Inner and Outer East
It is reported that just over 1850 houses in Melbourne were expected to be auctioned over July, up 16 per cent from June and an astounding 161 per cent from May, however due to the ban on public real estate auctions, vendors faced the decision of selling via expressions of interest, private treaty or a virtual auction (domain.com.au). Following the re-implementation of restrictions, the number of auctions withdrawn drastically increased to 35.9 per cent in July, pushing down clearance rates. It is anticipated that withdrawal rates will reduce and auction volume will remains minimal in the coming weeks. However, some optimism is placed in expectation of an increase in virtual auction numbers, surpassing those experienced in the first lockdown as it becomes a more normal and familiar process.

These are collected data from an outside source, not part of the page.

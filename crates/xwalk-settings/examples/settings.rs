//! Wiring a toy engine to the settings bridge.
//!
//! Run with: `RUST_LOG=debug cargo run --example settings -- --allow-running-insecure-content`

use std::cell::{Cell, RefCell};
use std::rc::{Rc, Weak};

use tracing_subscriber::EnvFilter;
use xwalk_settings::engine::{RenderViewHost, RenderViewHostExt, SessionObserver};
use xwalk_settings::{
    BrowserContext, HostHandle, InMemorySettings, LayoutAlgorithm, RuntimeSwitches, Session,
    SessionId, SettingsBridge, SettingsPopulater, WebPreferences, WebPreferencesPopulater,
    XWalkAutofillClient,
};

/// Render view that rebuilds its preferences through the populater.
struct ToyRenderView {
    session: RefCell<Weak<ToySession>>,
    populater: Rc<dyn WebPreferencesPopulater>,
    prefs: RefCell<WebPreferences>,
    text_zoom: Cell<f32>,
}

impl RenderViewHost for ToyRenderView {
    fn on_webkit_preferences_changed(&self) {
        let Some(session) = self.session.borrow().upgrade() else {
            return;
        };
        let mut prefs = self.prefs.borrow().clone();
        self.populater.populate_for(session.as_ref(), &mut prefs);
        *self.prefs.borrow_mut() = prefs;
    }
}

impl RenderViewHostExt for ToyRenderView {
    fn set_text_zoom_factor(&self, factor: f32) {
        self.text_zoom.set(factor);
    }

    fn set_initial_page_scale(&self, scale: f32) {
        tracing::info!("Initial page scale: {}", scale);
    }

    fn reset_scroll_and_scale_state(&self) {
        tracing::info!("Scroll and scale reset");
    }
}

struct ToySession {
    id: SessionId,
    view: Rc<ToyRenderView>,
    autofill: Rc<XWalkAutofillClient>,
}

impl Session for ToySession {
    fn id(&self) -> SessionId {
        self.id
    }

    fn set_user_agent_override(&self, user_agent: &str) {
        tracing::info!("User agent override: {}", user_agent);
    }

    fn navigation_entry_count(&self) -> usize {
        0
    }

    fn set_entry_overriding_user_agent(&self, _index: usize, _overriding: bool) {}

    fn render_view_host(&self) -> Option<Rc<dyn RenderViewHost>> {
        Some(self.view.clone() as Rc<dyn RenderViewHost>)
    }

    fn render_view_host_ext(&self) -> Option<Rc<dyn RenderViewHostExt>> {
        Some(self.view.clone() as Rc<dyn RenderViewHostExt>)
    }

    fn autofill_client(&self) -> Option<Rc<XWalkAutofillClient>> {
        Some(self.autofill.clone())
    }
}

fn main() -> xwalk_settings::Result<()> {
    tracing_subscriber::fmt()
        .with_env_filter(EnvFilter::from_default_env())
        .init();

    let switches = RuntimeSwitches::from_args(std::env::args().skip(1));
    let context = Rc::new(BrowserContext::new(switches));
    let populater: Rc<dyn WebPreferencesPopulater> =
        Rc::new(SettingsPopulater::new(Rc::clone(&context)));

    let view = Rc::new(ToyRenderView {
        session: RefCell::new(Weak::new()),
        populater,
        prefs: RefCell::new(WebPreferences::default()),
        text_zoom: Cell::new(1.0),
    });
    let session = Rc::new(ToySession {
        id: SessionId::new(1),
        view: Rc::clone(&view),
        autofill: Rc::new(XWalkAutofillClient::new()),
    });
    *view.session.borrow_mut() = Rc::downgrade(&session);

    let settings = Rc::new(InMemorySettings::from_json(
        r#"{"text_size_percent":140,"images_enabled":false,"user_agent":"ToyBrowser/1.0"}"#,
    )?);
    let bridge = SettingsBridge::new(&context, &session, HostHandle::new(&settings));
    settings.attach_bridge(&bridge);

    // The engine announces the render view, which pushes everything once.
    bridge.render_view_created();
    println!("{}", serde_json::to_string_pretty(&*view.prefs.borrow())?);
    println!("text zoom factor: {}", view.text_zoom.get());

    settings.set_layout_algorithm(LayoutAlgorithm::TextAutosizing);
    println!(
        "autosizing: font scale {} force zoom {} text zoom {}",
        view.prefs.borrow().font_scale_factor,
        view.prefs.borrow().force_enable_zoom,
        view.text_zoom.get()
    );
    println!("save form data: {}", session.autofill.save_form_data());

    drop(settings);
    bridge.update_everything();
    Ok(())
}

Clearance rates in Melbourne’s inner east currently sit at 50 per cent with a volume of 192 and 33.6 per cent for the outer east suburbs with a volume of 145 (domain.com.au). Additionally, due to Melbourne’s second lockdown, vendors have been reducing asking prices. The proportion of discounted listings for most cities remains high but has slightly dropped from recent months. For the whole of Melbourne, the effect of COVID-19 is profoundly apparent as this proportion has increased from 3.1 per cent in July 2019 to 11.5 per cent in July 2020. Specifically, in eastern suburbs in July, the proportion of sale listings with a discount for the inner east is 12 per cent and 12.6 per cent for the outer east (Domain.com.au).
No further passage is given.